People are stressing over craft beer these days. They’re saying it is irrelevant, or that it’s jumped the shark tank or gone mainstream. All of which is probably true, to greater or lesser degrees, but fails to address the central point. Which is that craft beer is simple to define.
But first, let us look at what craft beer is not. It is certainly not what the Brewers Association defines craft beer to be*, which is to say it has little to do with size or ownership or, saints preserve us, tradition. Craft was never the BA’s to define, so there is no reason we should arbitrarily accept their understandably self-serving definition.
(Two notes: “understandably self-serving” because, let’s face it, their raison d’être is to function as an industry representation and lobby group for small breweries, aka craft breweries. And it was never theirs to define because what is to my knowledge the first verifiable instance of its use, in Michael Jackson’s World Guide to Beer, was published in 1977, long before the BA came into being.)
It is also not “revolutionary,” “honest” or – spare me from this word, please! – “authentic,” as the fellows from BrewDog seem to think. And neither is it evil-in-a-keg, as the hierarchy of the U.K.’s Campaign for Real Ale (CAMRA) sometimes appear to believe.
Simply, craft beer is beer created from the perspective of producing great tasting beer. Not beer that will fit a certain market segment or beer that should appeal to males aged 21 to 29 or beer that will be at its best when served a degree or two above freezing temperature, but beer designed to be full of flavour and character. Period.
Craft beer = birra artigianale = bière artisanale = cerveja
artisanal artesanal= cerveza artisanal = (I think) håndværk øl. It’s beer for the world of beer drinkers who care about the taste and character of what they’re drinking, whether it comes from one of the largest brewing companies in the world or the person brewing in their restaurant kitchen down the road.

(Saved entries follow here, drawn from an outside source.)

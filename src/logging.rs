use std::fs::{self, OpenOptions};
use std::path::{Path, PathBuf};
use std::sync::Mutex;

use anyhow::{anyhow, Result};
use aura_core::Config;
use tracing_subscriber::EnvFilter;

/// Default log location, next to the config file
pub fn default_log_path() -> Result<PathBuf> {
    Ok(Config::get_config_dir()?.join("aura.log"))
}

/// Send tracing output to `path`.
///
/// The TUI owns the terminal, so logs never go to stderr. `RUST_LOG` picks
/// the level and defaults to `info`.
pub fn init(path: &Path) -> Result<()> {
    if let Some(parent) = path.parent() {
        fs::create_dir_all(parent)?;
    }
    let file = OpenOptions::new().create(true).append(true).open(path)?;

    let filter = EnvFilter::try_from_default_env().unwrap_or_else(|_| EnvFilter::new("info"));
    tracing_subscriber::fmt()
        .with_env_filter(filter)
        .with_writer(Mutex::new(file))
        .with_ansi(false)
        .try_init()
        .map_err(|e| anyhow!("failed to initialize logging: {}", e))
}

Size and ownership and ingredients can have an impact on whether a beer might be defined as craft or not – big brewers such as Anheuser-Busch InBev have consistently proved themselves to be poor stewards of brands brewed for flavour rather than for perceived market appeal – but mostly they are matters of personal politics. Which is not to say that these factors are unimportant, just that they are not specifically what defines a beer as craft.
Centuries ago, brewers produced the best-tasting beers they could manage, hoping that others would agree and thus purchase their wares. When CAMRA fought back against the rise of bland keg ales and lagers, they were in effect defending that ethic, just as early American microbrewery operators were emulating their spiritual ancestors by brewing beers with greater flavour and character than what was flooding the market at the time.
And today, from Seattle to Singapore and Rome to Ribeirão Preto, craft brewers are still supporting that same idea, and in so doing shaking the very foundation upon which the modern beer market has been built. So I guess yes, maybe craft beer is a bit revolutionary, but it’s still principally about flavour.
* Paul Gatza of the Brewers Association wrote me to express the following: “One factual point–the Brewers Association does not define craft beer. The Brewers Association defines a U.S craft brewer.” I countered that it could be argued one begets the other, but his point is well taken. Essentially the BA is providing membership criteria rather than seeking to define craft beer as an entity. This note is added two days after the original post appeared.